The Company has a long-term forward sale contract for the sale of about 15 MW per hour, or a total of 522,544 beginning November 17, 2004 through December 31, 2008. This contract has been determined to be a derivative under SFAS No. 133. The Company utilizes over-the-counter quotations or broker quotes at the end of the reporting period for determining the fair value of this contract. The derivative's estimated fair value was an unrealized loss of $15.2 million at September 30, 2005 and a $0.4 million unrealized gain at December 31, 2004.

The Company records derivative contracts on the Consolidated Balance Sheets at fair value. Based on a PSB-approved Accounting Order, the Company records the change in fair value of these derivatives as deferred charges or deferred credits on the balance sheet, depending on whether the fair value is an unrealized loss or gain.

Catamount: On July 12, 2005, a wholly-owned subsidiary of Catamount entered into a fixed interest rate swap agreement to hedge the variable interest rate debt under the financing agreement described in Note 6 - Long-Term Debt and Sinking Fund Requirements. The swap is for 75 percent of the borrowing amount, or $10.8 million, with a 4.5 percent fixed rate. Other terms of the swap such as variable interest rate pricing, quarterly interest rate reset, quarterly interest payment schedule and December 31, 2013 maturity date are the same as those under the financing agreement. The swap agreement has not been designated as a hedging instrument and the changes in the fair value will be recorded on the Consolidated Statement of Income. The fair value is less than $0.1 million at September 30, 2005.

Assets Held for Sale In the second quarter of 2005, the Company completed the sale of its property located in Ascutney, Vermont. The sale included the land and service center building which was no longer being used by the Company. The net book value of the property was about $0.4 million when it was sold. The sale resulted in a gain of a nominal amount which is offset in accumulated depreciation based on regulatory accounting treatment that requires that sale costs and any related loss or gain on the sale of utility-owned property be offset in accumulated depreciation. The Company had classified this asset as held for sale on its first quarter 2005 Condensed Consolidated Balance Sheet in accordance with SFAS No. 144, Accounting for the Impairment or Disposal of Long-Lived Assets.

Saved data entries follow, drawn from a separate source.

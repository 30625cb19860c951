//! In-memory vector store implementation.
//!
//! Useful for testing and small datasets.

use super::{
    cosine_distance, sort_by_distance, CollectionInfo, IndexedPoint, KnowledgeRecord,
    KnowledgeStore, RetrievalResult, SchemaStatus, VectorIndex,
};
use crate::error::{CuebaseError, Result};
use async_trait::async_trait;
use std::collections::HashMap;
use std::sync::{RwLock, RwLockReadGuard, RwLockWriteGuard};
use tracing::warn;
use uuid::Uuid;

struct Collection {
    dimension: usize,
    points: HashMap<Uuid, IndexedPoint>,
}

impl Collection {
    fn new(dimension: usize) -> Self {
        Self {
            dimension,
            points: HashMap::new(),
        }
    }

    fn info(&self, video_id: &str) -> CollectionInfo {
        CollectionInfo {
            video_id: video_id.to_string(),
            chunk_count: self.points.len(),
            dimension: Some(self.dimension),
            exists: !self.points.is_empty(),
        }
    }
}

/// In-memory vector store.
pub struct MemoryVectorStore {
    collections: RwLock<HashMap<String, Collection>>,
    records: RwLock<HashMap<String, KnowledgeRecord>>,
}

impl MemoryVectorStore {
    /// Create a new in-memory vector store.
    pub fn new() -> Self {
        Self {
            collections: RwLock::new(HashMap::new()),
            records: RwLock::new(HashMap::new()),
        }
    }

    fn read(&self) -> Result<RwLockReadGuard<'_, HashMap<String, Collection>>> {
        self.collections
            .read()
            .map_err(|e| CuebaseError::VectorStore(format!("Failed to acquire lock: {}", e)))
    }

    fn write(&self) -> Result<RwLockWriteGuard<'_, HashMap<String, Collection>>> {
        self.collections
            .write()
            .map_err(|e| CuebaseError::VectorStore(format!("Failed to acquire lock: {}", e)))
    }
}

impl Default for MemoryVectorStore {
    fn default() -> Self {
        Self::new()
    }
}

#[async_trait]
impl VectorIndex for MemoryVectorStore {
    async fn ensure_schema(&self, video_id: &str, dimension: usize) -> Result<SchemaStatus> {
        let mut collections = self.write()?;

        match collections.get(video_id).map(|c| c.dimension) {
            Some(current) if current == dimension => Ok(SchemaStatus::Unchanged),
            Some(current) => {
                warn!(
                    "Recreating collection for video {} due to dimension mismatch (current={} expected={})",
                    video_id, current, dimension
                );
                collections.insert(video_id.to_string(), Collection::new(dimension));
                Ok(SchemaStatus::Recreated { previous: current })
            }
            None => {
                collections.insert(video_id.to_string(), Collection::new(dimension));
                Ok(SchemaStatus::Created)
            }
        }
    }

    async fn upsert(&self, points: &[IndexedPoint]) -> Result<Vec<Uuid>> {
        let mut collections = self.write()?;

        // Validate the whole batch before writing any of it. A new collection
        // takes the dimension of its first point.
        let mut batch_dims: HashMap<&str, usize> = HashMap::new();
        for point in points {
            let expected = match collections.get(&point.video_id) {
                Some(c) => c.dimension,
                None => *batch_dims
                    .entry(point.video_id.as_str())
                    .or_insert(point.vector.len()),
            };
            if point.vector.len() != expected {
                return Err(CuebaseError::DimensionMismatch {
                    expected,
                    actual: point.vector.len(),
                });
            }
        }

        for point in points {
            collections
                .entry(point.video_id.clone())
                .or_insert_with(|| Collection::new(point.vector.len()))
                .points
                .insert(point.id, point.clone());
        }

        Ok(points.iter().map(|p| p.id).collect())
    }

    async fn search(&self, video_id: &str, query: &[f32], limit: usize) -> Result<Vec<RetrievalResult>> {
        let collections = self.read()?;

        let Some(collection) = collections.get(video_id) else {
            return Ok(Vec::new());
        };

        if query.len() != collection.dimension {
            return Err(CuebaseError::DimensionMismatch {
                expected: collection.dimension,
                actual: query.len(),
            });
        }

        let mut results: Vec<RetrievalResult> = collection
            .points
            .values()
            .map(|p| RetrievalResult::from_point(p, cosine_distance(query, &p.vector)))
            .collect();

        sort_by_distance(&mut results);
        results.truncate(limit);

        Ok(results)
    }

    async fn delete_by_ids(&self, ids: &[Uuid]) -> Result<usize> {
        let mut collections = self.write()?;

        let removed = collections
            .values_mut()
            .map(|c| ids.iter().filter(|id| c.points.remove(*id).is_some()).count())
            .sum();

        Ok(removed)
    }

    async fn drop_collection(&self, video_id: &str) -> Result<bool> {
        Ok(self.write()?.remove(video_id).is_some())
    }

    async fn get_all(&self, video_id: &str) -> Result<Vec<RetrievalResult>> {
        let collections = self.read()?;

        let mut results: Vec<RetrievalResult> = collections
            .get(video_id)
            .map(|c| {
                c.points
                    .values()
                    .map(|p| RetrievalResult::from_point(p, 0.0))
                    .collect()
            })
            .unwrap_or_default();

        results.sort_by_key(|r| r.metadata.sequence_index);
        Ok(results)
    }

    async fn collection_info(&self, video_id: &str) -> Result<CollectionInfo> {
        let collections = self.read()?;
        Ok(collections
            .get(video_id)
            .map(|c| c.info(video_id))
            .unwrap_or_else(|| CollectionInfo::missing(video_id)))
    }

    async fn list_collections(&self) -> Result<Vec<CollectionInfo>> {
        let collections = self.read()?;
        let mut infos: Vec<CollectionInfo> = collections
            .iter()
            .map(|(video_id, c)| c.info(video_id))
            .collect();
        infos.sort_by(|a, b| a.video_id.cmp(&b.video_id));
        Ok(infos)
    }
}

#[async_trait]
impl KnowledgeStore for MemoryVectorStore {
    async fn put_record(&self, record: &KnowledgeRecord) -> Result<()> {
        self.records
            .write()
            .map_err(|e| CuebaseError::VectorStore(format!("Failed to acquire lock: {}", e)))?
            .insert(record.video_id.clone(), record.clone());
        Ok(())
    }

    async fn get_record(&self, video_id: &str) -> Result<Option<KnowledgeRecord>> {
        Ok(self
            .records
            .read()
            .map_err(|e| CuebaseError::VectorStore(format!("Failed to acquire lock: {}", e)))?
            .get(video_id)
            .cloned())
    }

    async fn delete_record(&self, video_id: &str) -> Result<bool> {
        Ok(self
            .records
            .write()
            .map_err(|e| CuebaseError::VectorStore(format!("Failed to acquire lock: {}", e)))?
            .remove(video_id)
            .is_some())
    }

    async fn list_records(&self) -> Result<Vec<KnowledgeRecord>> {
        let mut records: Vec<KnowledgeRecord> = self
            .records
            .read()
            .map_err(|e| CuebaseError::VectorStore(format!("Failed to acquire lock: {}", e)))?
            .values()
            .cloned()
            .collect();
        records.sort_by(|a, b| b.updated_at.cmp(&a.updated_at));
        Ok(records)
    }
}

Investments in Marketable Securities  The Company accounts for investments in marketable equity and debt securities in accordance with SFAS No. 115, Accounting for Certain Investments in Debt and Equity Securities ("SFAS No. 115"). At September 30, 2005, all of the Company's marketable securities, except money market funds included in cash and cash equivalents, were classified as available-for-sale and reported at fair value. Unrealized gains and losses are reported as a component of accumulated other comprehensive income, net of tax, in common stock equity. The carrying cost of debt securities is adjusted for amortization of premiums and accretion of discounts from the date of purchase to maturity.

The Company evaluates the carrying value of its investments on a quarterly basis, or when events and circumstances warrant, determining whether a decline in fair value should be considered other-than-temporary. The carrying value is considered impaired when the anticipated fair value, based on cash flow forecasts, is less than the carrying value of each investment. In that event, a realized loss is recognized based on the amount by which the carrying value exceeds the fair value of the investment. The Company uses the amortized cost basis in computing realized gains and losses on the sale of its available-for-sale securities. These realized gains and losses are included in other income or deductions. See Note 5 - Investment Securities.

Cash and Cash Equivalents The Company considers all liquid investments with an original maturity of three months or less when acquired to be cash and cash equivalents.

Restricted Cash At September 30, 2005, Restricted cash included $22.4 million, primarily related to Catamount's funding commitments for the Sweetwater 3 wind project and $0.5 million related to property release requirements under the Company's first mortgage indenture. Restricted cash at December 31, 2004 was related to mandatory redeemable preferred stock, including $1.0 million for the mandatory sinking fund payment and $1.0 million for the optional sinking fund payment. These payments to the Preferred Shareholders were effective on January 1, 2005.

Page 12 of 65

Special Deposits At September 30, 2005, Special deposits included $21.5 million of collateral payments made under performance assurance requirements for certain of the Company's power contracts. See Note 9 - Commitments and Contingencies - Performance Assurance.

Supplemental Cash Flow Information Supplemental Cash Flow information is as follows (in thousands):

 

Nine Months Ended       
September 30,         
2005                     2004   

Cash paid during the year for:
   Interest (net of amounts capitalized)
   Income taxes (net of refunds)


$5,370
$6,431


$7,956
$14,531


Auction rate securities Purchases of auction rate securities and proceeds from sale of auction rate securities are included in available-for-sale securities on the Condensed Consolidated Statements of Cash Flows.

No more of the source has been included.